The Hamilton Spectator

FBI agent who helped RCMP nab Via Rail terror plotters has one big regret

- JIM BRONSKILL

OTTAWA — An undercover FBI agent who helped convict two men of plotting to derail a Via Rail passenger train did not see the arrests as a triumph because he feared another extremist had eluded his grasp.

In a new book published under his cover name from the operation, Tamer Elnoury reveals how gaining the confidence of the would-be rail saboteurs led to knowledge of an apparent al-Qaida sleeper terrorist in the United States.

Elnoury is still haunted by the thought of the jihadi who got away.

“Every time I hear about someone committing a terrorist act on U.S. soil, I wonder if that was the American sleeper. My biggest regret is that I couldn’t find him.”

Elnoury is an Arabic-speaking Muslim agent doing undercover counterter­rorism work for the U.S. FBI.

“American Radical” traces his involvemen­t in the investigat­ion that led to terrorism conviction­s and life sentences in 2015 for Chiheb Esseghaier, a Tunisian citizen doing doctoral research in Montreal, and Raed Jaser, a stateless Palestinia­n who had come to Toronto as a teenager with his family.
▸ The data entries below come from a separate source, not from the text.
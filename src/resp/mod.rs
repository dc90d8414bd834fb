//! Response plumbing shared by all routes: problem responses, success
//! envelopes and the session request guard.

pub mod envelope;
pub mod problem;
pub mod session;
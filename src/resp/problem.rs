use std::fmt::{Display, Formatter};
use std::io::Cursor;

use rocket::http::ContentType;
use rocket::http::Status;
use rocket::response::Responder;
use rocket::{response, Request, Response};
use serde::Serialize;
use serde_json::{Map, Value};
use utoipa::ToSchema;

use crate::db;

/// Error half of the response envelope: `{error, message?, ...}` with the
/// HTTP status carried out of band. `error` is a stable machine-readable
/// code, `message` is for humans, and `body` holds per-error extras such as
/// the `details` array of validation violations.
#[derive(Debug, Clone, Serialize, ToSchema)]
pub struct Problem {
    #[serde(skip)]
    pub status: Status,
    pub error: String,

    #[serde(skip_serializing_if = "Option::is_none")]
    pub message: Option<String>,

    #[serde(flatten)]
    pub body: Map<String, Value>,
}

impl Default for Problem {
    fn default() -> Self {
        Problem {
            status: Status::InternalServerError,
            error: "internal_error".to_string(),
            message: None,
            body: Map::new(),
        }
    }
}

impl Problem {
    pub fn new(status: Status, error: impl ToString, message: impl ToString) -> Problem {
        Problem {
            status,
            error: error.to_string(),
            message: Some(message.to_string()),
            ..Default::default()
        }
    }

    pub fn message(&mut self, value: impl ToString) -> &mut Problem {
        self.message = Some(value.to_string());
        self
    }

    pub fn insert<V: Serialize>(&mut self, key: impl ToString, value: V) -> &mut Problem {
        self.body.insert(
            key.to_string(),
            serde_json::to_value(value).expect("data must be JSON serializable"),
        );
        self
    }

    pub fn insert_str(&mut self, key: impl ToString, value: impl ToString) -> &mut Problem {
        self.body
            .insert(key.to_string(), Value::String(value.to_string()));
        self
    }

    /// Finishes a builder chain on `&mut Problem`, leaving a default in place.
    pub fn take(&mut self) -> Problem {
        std::mem::take(self)
    }
}

impl Display for Problem {
    fn fmt(&self, f: &mut Formatter<'_>) -> std::fmt::Result {
        write!(f, "{}: {}", self.status, self.error)
    }
}

impl std::error::Error for Problem {}

impl<'r> Responder<'r, 'static> for Problem {
    fn respond_to(self, _: &'r Request<'_>) -> response::Result<'static> {
        let body_string =
            serde_json::to_string(&self).expect("problem body must be JSON serializable");

        Response::build()
            .status(self.status)
            .header(ContentType::JSON)
            .sized_body(body_string.len(), Cursor::new(body_string))
            .ok()
    }
}

pub mod problems {
    use rocket::http::Status;
    use rocket::serde::json;

    use crate::resp::problem::Problem;

    #[inline]
    pub fn unauthenticated() -> Problem {
        Problem::new(
            Status::Unauthorized,
            "unauthenticated",
            "a valid session is required",
        )
    }

    #[inline]
    pub fn forbidden() -> Problem {
        Problem::new(
            Status::Forbidden,
            "forbidden",
            "the caller's role does not permit this operation",
        )
    }

    #[inline]
    pub fn not_found(what: impl ToString) -> Problem {
        Problem::new(
            Status::NotFound,
            "not_found",
            format!("{} not found", what.to_string()),
        )
    }

    #[inline]
    pub fn conflict(message: impl ToString) -> Problem {
        Problem::new(Status::Conflict, "conflict", message)
    }

    #[inline]
    pub fn internal() -> Problem {
        Problem::new(
            Status::InternalServerError,
            "internal_error",
            "an unexpected error occurred",
        )
    }

    /// Rejected request bodies are validation failures, reported before any
    /// store access.
    pub fn parse_problem(error: &json::Error<'_>) -> Problem {
        let message = match error {
            json::Error::Io(_) => "unable to read request body".to_string(),
            json::Error::Parse(_, e) => format!("malformed JSON body: {e}"),
        };
        Problem::new(Status::BadRequest, "validation_error", message)
    }

    /// Envelope for catcher-produced responses, keyed by status code.
    pub fn for_status(status: Status) -> Problem {
        let error = match status.code {
            400 => "validation_error",
            401 => "unauthenticated",
            403 => "forbidden",
            404 => "not_found",
            405 => "method_not_allowed",
            409 => "conflict",
            422 => "validation_error",
            500 => "internal_error",
            _ => "error",
        };

        Problem::new(status, error, status.reason_lossy().to_lowercase())
    }
}

/// Store-error backstop. Pre-checks catch most conflicts, but a race that
/// slips past them surfaces here as a constraint violation and must still be
/// reported as a 409, never as a raw 500.
impl From<sqlx::Error> for Problem {
    fn from(e: sqlx::Error) -> Self {
        if db::is_unique_violation(&e) {
            return problems::conflict("a record with the same unique value already exists");
        }
        if db::is_foreign_key_violation(&e) {
            return problems::conflict("the operation is blocked by related records");
        }

        match e {
            sqlx::Error::RowNotFound => problems::not_found("record"),
            other => {
                tracing::error!("database error: {}", other);
                problems::internal()
            }
        }
    }
}

impl From<serde_json::Error> for Problem {
    fn from(e: serde_json::Error) -> Self {
        tracing::error!("JSON processing error: {}", e);
        problems::internal()
    }
}
use chrono::Utc;
use serde::Deserialize;
use sqlx::{FromRow, QueryBuilder, Sqlite};
use utoipa::ToSchema;
use uuid::Uuid;

use super::{Subject, SubjectWithDepartment};
use crate::data::department;
use crate::data::department::db::DepartmentDbExt;
use crate::data::department::DepartmentRef;
use crate::db::{unique_violation_on, Db};
use crate::middleware::paging::Paging;
use crate::resp::problem::{problems, Problem};
use crate::util::patch_field;
use crate::validate::Violations;

const SUBJECT_COLUMNS: &str = "id, department_id, code, name, description, created_at, updated_at";

const SUBJECT_DEPT_SELECT: &str = "\
    SELECT s.id, s.department_id, s.code, s.name, s.description, s.created_at, s.updated_at, \
    d.code AS department_code, d.name AS department_name \
    FROM subjects s JOIN departments d ON d.id = s.department_id";

pub mod problem {
    use uuid::Uuid;

    use crate::resp::problem::{problems, Problem};

    #[inline]
    pub fn not_found(id: Uuid) -> Problem {
        problems::not_found("subject").insert_str("id", id).take()
    }

    #[inline]
    pub fn code_taken(code: &str) -> Problem {
        problems::conflict("a subject with this code already exists")
            .insert_str("code", code)
            .take()
    }
}

#[derive(Debug, FromRow)]
struct SubjectDeptRow {
    #[sqlx(flatten)]
    subject: Subject,
    department_code: String,
    department_name: String,
}

impl From<SubjectDeptRow> for SubjectWithDepartment {
    fn from(row: SubjectDeptRow) -> Self {
        SubjectWithDepartment {
            department: DepartmentRef {
                id: row.subject.department_id,
                code: row.department_code,
                name: row.department_name,
            },
            subject: row.subject,
        }
    }
}

#[derive(Debug, Clone, Deserialize, ToSchema)]
#[serde(rename_all = "camelCase")]
pub struct SubjectCreateData {
    pub department_id: Uuid,
    pub code: String,
    pub name: String,
    #[serde(default)]
    pub description: Option<String>,
}

impl SubjectCreateData {
    pub fn validate(&self) -> Result<(), Problem> {
        let mut violations = Violations::new();
        violations.require_non_empty("code", &self.code);
        violations.require_non_empty("name", &self.name);
        violations.finish()
    }
}

#[derive(Debug, Clone, Default, Deserialize, ToSchema)]
#[serde(rename_all = "camelCase")]
pub struct SubjectUpdateData {
    pub department_id: Option<Uuid>,
    pub code: Option<String>,
    pub name: Option<String>,
    /// Absent field keeps the stored value, explicit `null` clears it.
    #[serde(default, deserialize_with = "patch_field")]
    #[schema(value_type = Option<String>)]
    pub description: Option<Option<String>>,
}

impl SubjectUpdateData {
    fn is_empty(&self) -> bool {
        self.department_id.is_none()
            && self.code.is_none()
            && self.name.is_none()
            && self.description.is_none()
    }

    pub fn validate(&self) -> Result<(), Problem> {
        let mut violations = Violations::new();
        if self.is_empty() {
            violations.push("body", "must contain at least one updatable field");
        }
        violations.require_non_empty_opt("code", self.code.as_deref());
        violations.require_non_empty_opt("name", self.name.as_deref());
        violations.finish()
    }
}

/// Filters of the subject listing; `search` matches name or code.
#[derive(Debug, Clone, Default)]
pub struct SubjectFilter {
    pub department_id: Option<Uuid>,
    pub search: Option<String>,
}

fn push_filters(query: &mut QueryBuilder<'_, Sqlite>, filter: &SubjectFilter) {
    query.push(" WHERE 1 = 1");

    if let Some(department_id) = filter.department_id {
        query.push(" AND s.department_id = ").push_bind(department_id);
    }

    if let Some(search) = &filter.search {
        query
            .push(" AND (LOWER(s.name) LIKE '%' || LOWER(")
            .push_bind(search.clone())
            .push(") || '%' OR LOWER(s.code) LIKE '%' || LOWER(")
            .push_bind(search.clone())
            .push(") || '%')");
    }
}

#[allow(async_fn_in_trait)]
pub trait SubjectDbExt {
    async fn get_subject(&self, id: Uuid) -> Result<Option<SubjectWithDepartment>, Problem>;

    async fn find_subject_by_code(&self, code: &str) -> Result<Option<Subject>, Problem>;

    async fn list_subjects(
        &self,
        filter: &SubjectFilter,
        paging: Paging,
    ) -> Result<(Vec<SubjectWithDepartment>, i64), Problem>;

    async fn create_subject(&self, data: SubjectCreateData)
        -> Result<SubjectWithDepartment, Problem>;

    async fn update_subject(
        &self,
        id: Uuid,
        data: SubjectUpdateData,
    ) -> Result<SubjectWithDepartment, Problem>;

    /// Deletes the subject; its classes and their enrollments cascade.
    async fn delete_subject(&self, id: Uuid) -> Result<(), Problem>;
}

impl SubjectDbExt for Db {
    async fn get_subject(&self, id: Uuid) -> Result<Option<SubjectWithDepartment>, Problem> {
        sqlx::query_as::<_, SubjectDeptRow>(&format!("{SUBJECT_DEPT_SELECT} WHERE s.id = ?"))
            .bind(id)
            .fetch_optional(self.pool())
            .await
            .map(|row| row.map(SubjectWithDepartment::from))
            .map_err(Problem::from)
    }

    async fn find_subject_by_code(&self, code: &str) -> Result<Option<Subject>, Problem> {
        sqlx::query_as::<_, Subject>(&format!(
            "SELECT {SUBJECT_COLUMNS} FROM subjects WHERE code = ?"
        ))
        .bind(code)
        .fetch_optional(self.pool())
        .await
        .map_err(Problem::from)
    }

    async fn list_subjects(
        &self,
        filter: &SubjectFilter,
        paging: Paging,
    ) -> Result<(Vec<SubjectWithDepartment>, i64), Problem> {
        let mut count = QueryBuilder::<Sqlite>::new("SELECT COUNT(*) FROM subjects s");
        push_filters(&mut count, filter);
        let total: i64 = count
            .build_query_scalar()
            .fetch_one(self.pool())
            .await
            .map_err(Problem::from)?;

        let mut query = QueryBuilder::<Sqlite>::new(SUBJECT_DEPT_SELECT);
        push_filters(&mut query, filter);
        query.push(" ORDER BY s.created_at DESC, s.id DESC LIMIT ");
        query.push_bind(paging.limit());
        query.push(" OFFSET ");
        query.push_bind(paging.offset());

        let subjects = query
            .build_query_as::<SubjectDeptRow>()
            .fetch_all(self.pool())
            .await
            .map_err(Problem::from)?;

        Ok((
            subjects.into_iter().map(SubjectWithDepartment::from).collect(),
            total,
        ))
    }

    async fn create_subject(
        &self,
        data: SubjectCreateData,
    ) -> Result<SubjectWithDepartment, Problem> {
        if self.get_department(data.department_id).await?.is_none() {
            return Err(department::db::problem::not_found(data.department_id));
        }
        if self.find_subject_by_code(&data.code).await?.is_some() {
            return Err(problem::code_taken(&data.code));
        }

        let id = Uuid::new_v4();
        let now = Utc::now();
        sqlx::query(
            "INSERT INTO subjects (id, department_id, code, name, description, created_at, updated_at) \
             VALUES (?, ?, ?, ?, ?, ?, ?)",
        )
        .bind(id)
        .bind(data.department_id)
        .bind(&data.code)
        .bind(&data.name)
        .bind(&data.description)
        .bind(now)
        .bind(now)
        .execute(self.pool())
        .await
        .map_err(|e| {
            if unique_violation_on(&e, "subjects.code") {
                problem::code_taken(&data.code)
            } else {
                Problem::from(e)
            }
        })?;

        self.get_subject(id).await?.ok_or_else(problems::internal)
    }

    async fn update_subject(
        &self,
        id: Uuid,
        data: SubjectUpdateData,
    ) -> Result<SubjectWithDepartment, Problem> {
        if self.get_subject(id).await?.is_none() {
            return Err(problem::not_found(id));
        }

        if let Some(department_id) = data.department_id {
            if self.get_department(department_id).await?.is_none() {
                return Err(department::db::problem::not_found(department_id));
            }
        }
        if let Some(code) = &data.code {
            if let Some(existing) = self.find_subject_by_code(code).await? {
                if existing.id != id {
                    return Err(problem::code_taken(code));
                }
            }
        }

        let mut query = QueryBuilder::<Sqlite>::new("UPDATE subjects SET ");
        let mut set = query.separated(", ");
        if let Some(department_id) = data.department_id {
            set.push("department_id = ")
                .push_bind_unseparated(department_id);
        }
        if let Some(code) = &data.code {
            set.push("code = ").push_bind_unseparated(code.clone());
        }
        if let Some(name) = &data.name {
            set.push("name = ").push_bind_unseparated(name.clone());
        }
        if let Some(description) = &data.description {
            set.push("description = ")
                .push_bind_unseparated(description.clone());
        }
        set.push("updated_at = ").push_bind_unseparated(Utc::now());

        query.push(" WHERE id = ").push_bind(id);

        let result = query.build().execute(self.pool()).await.map_err(|e| {
            if unique_violation_on(&e, "subjects.code") {
                problem::code_taken(data.code.as_deref().unwrap_or_default())
            } else {
                Problem::from(e)
            }
        })?;

        if result.rows_affected() == 0 {
            return Err(problem::not_found(id));
        }
        self.get_subject(id).await?.ok_or_else(problems::internal)
    }

    async fn delete_subject(&self, id: Uuid) -> Result<(), Problem> {
        let result = sqlx::query("DELETE FROM subjects WHERE id = ?")
            .bind(id)
            .execute(self.pool())
            .await
            .map_err(Problem::from)?;

        if result.rows_affected() == 0 {
            return Err(problem::not_found(id));
        }
        Ok(())
    }
}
Esseghaier “popped up on the FBI’s radar” after he made contact with some al-Qaida operatives online, Elnoury writes. The FBI alerted Canadian officials. Elnoury posed as a globe-trotting American real estate magnate who despised western ways and funnelled his profits to his overseas uncle, a financier for al-Qaida.

In June 2012, Elnoury managed to ensure he and Esseghaier were seated together on a flight to California. They quickly became friends and Esseghaier was soon openly talking about shooting down planes with a portable missile launcher, the book says.

Later, the Canadian Security Intelligen­ce Service learned of an ostensible fishing trip that turned out to be a mission with Jaser to scout a railway bridge in Ontario they planned to sabotage, sending a train between New York and Toronto hurtling into the river below, killing many passengers.

The file was handed to the RCMP and Elnoury was enlisted to gather evidence. He paid a visit to his friend in Montreal.

During a drive to Toronto to meet Jaser, Esseghaier confided details of the operation: alQaida planners in Iran ordered him to cut a hole in the train tracks. He and Jaser would use jackhammer­s to cut the track, while Elnoury would be needed to act as lookout.

Esseghaier also said something that made Elnoury’s heart race: there was a “soldier” in the U.S., an al-Qaida sleeper agent known as Al-Amriki, the American. Esseghaier expected to meet him one day.

“We needed to rethink the case. Chiheb was our only link to the American sleeper. There was no way we could arrest him before we identified the other sleeper.”

However, the RCMP executed arrest warrants, ending the operation.